Veljko Odalovic, head of the Belgrade delegation in the working group, announced that in late March or early April, when the weather permits, the work on the grave site Rudnica near Raska, from which the two bodies have been transferred to the identification, will be resumed. This, as he explained, includes the demolition of a building erected on the site, and it is estimated that this activity will be completed within 60 days. He added that some other locations will be checked, such as those in the region of Bor and Kursumlija. The Serbian side insists on the search of some sites in Kosovo, including Livoc Lake near Gnjilane and Kosare. In addition, Odalovic pointed out, the results of an investigation into the trafficking of human organs are expected to help clarify the fate of missing persons. The remains of 351 unidentified persons are stored in the morgue of the Institute of Forensic Medicine in Pristina, and the identification process should be accelerated as well.

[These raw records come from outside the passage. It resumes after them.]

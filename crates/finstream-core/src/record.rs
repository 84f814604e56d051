//! Error and notification history records.

use crate::error::{CoreError, CoreResult, ValidationError};
use chrono::{DateTime, NaiveDateTime, TimeZone, Utc};
use serde::{Deserialize, Serialize};
use serde_json::Value;

/// Free-form structured context attached to a record.
pub type Context = serde_json::Map<String, Value>;

/// Error taxonomy for the engine.
#[derive(Debug, Clone, Copy, PartialEq, Eq, Hash, Serialize, Deserialize)]
#[serde(rename_all = "SCREAMING_SNAKE_CASE")]
pub enum ErrorCode {
    TransportConnectionFailed,
    TransportAuthenticationFailed,
    MessageParseError,
    PriceValidationError,
    NetworkError,
    CredentialExpired,
    Unknown,
}

impl ErrorCode {
    pub fn as_str(&self) -> &'static str {
        match self {
            Self::TransportConnectionFailed => "TRANSPORT_CONNECTION_FAILED",
            Self::TransportAuthenticationFailed => "TRANSPORT_AUTHENTICATION_FAILED",
            Self::MessageParseError => "MESSAGE_PARSE_ERROR",
            Self::PriceValidationError => "PRICE_VALIDATION_ERROR",
            Self::NetworkError => "NETWORK_ERROR",
            Self::CredentialExpired => "CREDENTIAL_EXPIRED",
            Self::Unknown => "UNKNOWN",
        }
    }

    /// Whether the caller should refresh credentials.
    pub fn is_authentication(&self) -> bool {
        matches!(
            self,
            Self::TransportAuthenticationFailed | Self::CredentialExpired
        )
    }
}

impl std::fmt::Display for ErrorCode {
    fn fmt(&self, f: &mut std::fmt::Formatter<'_>) -> std::fmt::Result {
        f.write_str(self.as_str())
    }
}

/// One entry of the error history.
#[derive(Debug, Clone, PartialEq, Serialize)]
#[serde(rename_all = "camelCase")]
pub struct ErrorRecord {
    pub code: ErrorCode,
    pub message: String,
    pub timestamp: DateTime<Utc>,
    #[serde(skip_serializing_if = "Option::is_none")]
    pub context: Option<Context>,
}

impl ErrorRecord {
    pub fn new(code: ErrorCode, message: impl Into<String>, timestamp: DateTime<Utc>) -> Self {
        Self {
            code,
            message: message.into(),
            timestamp,
            context: None,
        }
    }

    /// Attach one context entry.
    pub fn with_context(mut self, key: &str, value: impl Into<Value>) -> Self {
        self.context
            .get_or_insert_with(Context::new)
            .insert(key.to_string(), value.into());
        self
    }
}

/// Notification severity for UI styling.
#[derive(Debug, Clone, Copy, PartialEq, Eq, Hash, Default, Serialize, Deserialize)]
#[serde(rename_all = "lowercase")]
pub enum Severity {
    Warning,
    Error,
    Success,
    /// Also taken for unknown values.
    #[default]
    #[serde(other)]
    Info,
}

impl Severity {
    pub fn as_str(&self) -> &'static str {
        match self {
            Self::Info => "info",
            Self::Warning => "warning",
            Self::Error => "error",
            Self::Success => "success",
        }
    }
}

/// Optional action button attached to a notification.
#[derive(Debug, Clone, PartialEq, Serialize, Deserialize)]
pub struct NotificationAction {
    pub label: String,
    pub handler: String,
    #[serde(default, skip_serializing_if = "Option::is_none")]
    pub params: Option<Context>,
}

/// Notification as received on the notification topic.
#[derive(Debug, Clone, Default, PartialEq, Deserialize)]
pub struct NotificationPayload {
    #[serde(default, rename = "type")]
    pub kind: Option<String>,
    #[serde(default)]
    pub message: Option<String>,
    #[serde(default)]
    pub severity: Option<Severity>,
    #[serde(default)]
    pub timestamp: Option<Value>,
    #[serde(default)]
    pub action: Option<NotificationAction>,
    /// Unrecognised fields, kept as context.
    #[serde(flatten)]
    pub extra: Context,
}

impl NotificationPayload {
    pub fn new(kind: &str, message: &str, severity: Severity) -> Self {
        Self {
            kind: Some(kind.to_string()),
            message: Some(message.to_string()),
            severity: Some(severity),
            ..Default::default()
        }
    }

    pub fn with_timestamp(mut self, timestamp: DateTime<Utc>) -> Self {
        self.timestamp = Some(Value::String(timestamp.to_rfc3339()));
        self
    }

    /// Validate type and message; the timestamp falls back to `received_at`
    /// when absent or unparseable.
    pub fn into_record(
        self,
        received_at: DateTime<Utc>,
    ) -> Result<NotificationRecord, ValidationError> {
        let kind = non_empty(self.kind).ok_or(ValidationError::MissingField("type"))?;
        let message = non_empty(self.message).ok_or(ValidationError::MissingField("message"))?;
        let timestamp = self
            .timestamp
            .as_ref()
            .and_then(|v| parse_timestamp(v).ok())
            .unwrap_or(received_at);

        Ok(NotificationRecord {
            kind,
            message,
            severity: self.severity.unwrap_or_default(),
            timestamp,
            action: self.action,
            context: (!self.extra.is_empty()).then_some(self.extra),
        })
    }
}

fn non_empty(value: Option<String>) -> Option<String> {
    value.filter(|s| !s.trim().is_empty())
}

/// One entry of the notification history.
#[derive(Debug, Clone, PartialEq, Serialize)]
pub struct NotificationRecord {
    #[serde(rename = "type")]
    pub kind: String,
    pub message: String,
    pub severity: Severity,
    pub timestamp: DateTime<Utc>,
    #[serde(skip_serializing_if = "Option::is_none")]
    pub action: Option<NotificationAction>,
    #[serde(skip_serializing_if = "Option::is_none")]
    pub context: Option<Context>,
}

/// Trading session state of a market.
#[derive(Debug, Clone, Copy, PartialEq, Eq, Hash, Serialize, Deserialize)]
#[serde(rename_all = "SCREAMING_SNAKE_CASE")]
pub enum MarketState {
    Open,
    Closed,
    PreMarket,
    AfterHours,
    Holiday,
}

/// Latest known status of one market.
#[derive(Debug, Clone, PartialEq, Serialize, Deserialize)]
#[serde(rename_all = "camelCase")]
pub struct MarketStatus {
    pub market: String,
    pub status: MarketState,
    #[serde(default, skip_serializing_if = "Option::is_none")]
    pub next_open: Option<DateTime<Utc>>,
    #[serde(default, skip_serializing_if = "Option::is_none")]
    pub next_close: Option<DateTime<Utc>>,
    pub timezone: String,
}

/// Parse a wire timestamp: RFC 3339, naive ISO-8601 (taken as UTC), or epoch
/// milliseconds.
pub fn parse_timestamp(value: &Value) -> CoreResult<DateTime<Utc>> {
    match value {
        Value::String(s) => {
            if let Ok(dt) = DateTime::parse_from_rfc3339(s) {
                return Ok(dt.with_timezone(&Utc));
            }
            if let Ok(naive) = NaiveDateTime::parse_from_str(s, "%Y-%m-%dT%H:%M:%S%.f") {
                return Ok(naive.and_utc());
            }
            s.parse::<i64>()
                .ok()
                .and_then(|ms| Utc.timestamp_millis_opt(ms).single())
                .ok_or_else(|| CoreError::InvalidTimestamp(s.clone()))
        }
        Value::Number(n) => n
            .as_i64()
            .and_then(|ms| Utc.timestamp_millis_opt(ms).single())
            .ok_or_else(|| CoreError::InvalidTimestamp(n.to_string())),
        other => Err(CoreError::InvalidTimestamp(other.to_string())),
    }
}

Head of the Pristina delegation Pajazit Nushi announced some of the locations in Kosovo which will be explored such as Streoce, Partes, Budisavce, Mamusa, Zvecan. There are 31 locations where graves might exist, Nushi said adding that those are all equally important, regardless of the ethnicity of the potential victims. The search and identification of missing persons should not be politicized, because it is a joint effort with the humane goal, said Nushi.
It was pointed out at the press conference that the report of UN Secretary General Ban Ki –moon, stressing the importance of resolving the fate of missing persons, gave a special, international dimension to this issue. The fact that the OSCE plans to have its representative for the West Balkans involved in this should add to efficiency of these activities. The session of the Working Group was attended by representatives of the embassies, the War Crimes Chamber in Belgrade, the Serbian Red Cross, and the International Commission on Missing Persons.
Radmanovic: There will be no early elections in RS (RTS)
Member of the Presidency of B&H Nebojsa Radmanovic said on Wednesday there would be no early elections in the Republika Srpska (RS). “The problems in the B&H Federation must not be imposed on entire B&H. We will not allow that. Although there have been such demands, there will be no early elections in the RS. Even though some of the parties in the RS, both those in power and in the opposition, would prefer early elections, we have to hold to a principle here, consider everything and see who proposes that and whether everyone in the Federation agrees on it,” he told Radio and Television of Serbia (RTS). “Regular elections are scheduled to be held in 2014, as the law states that they should be held every four years at the first weekend of October. The Central Electoral Commission will slate the elections on 5 May, according to the regulations,” he said.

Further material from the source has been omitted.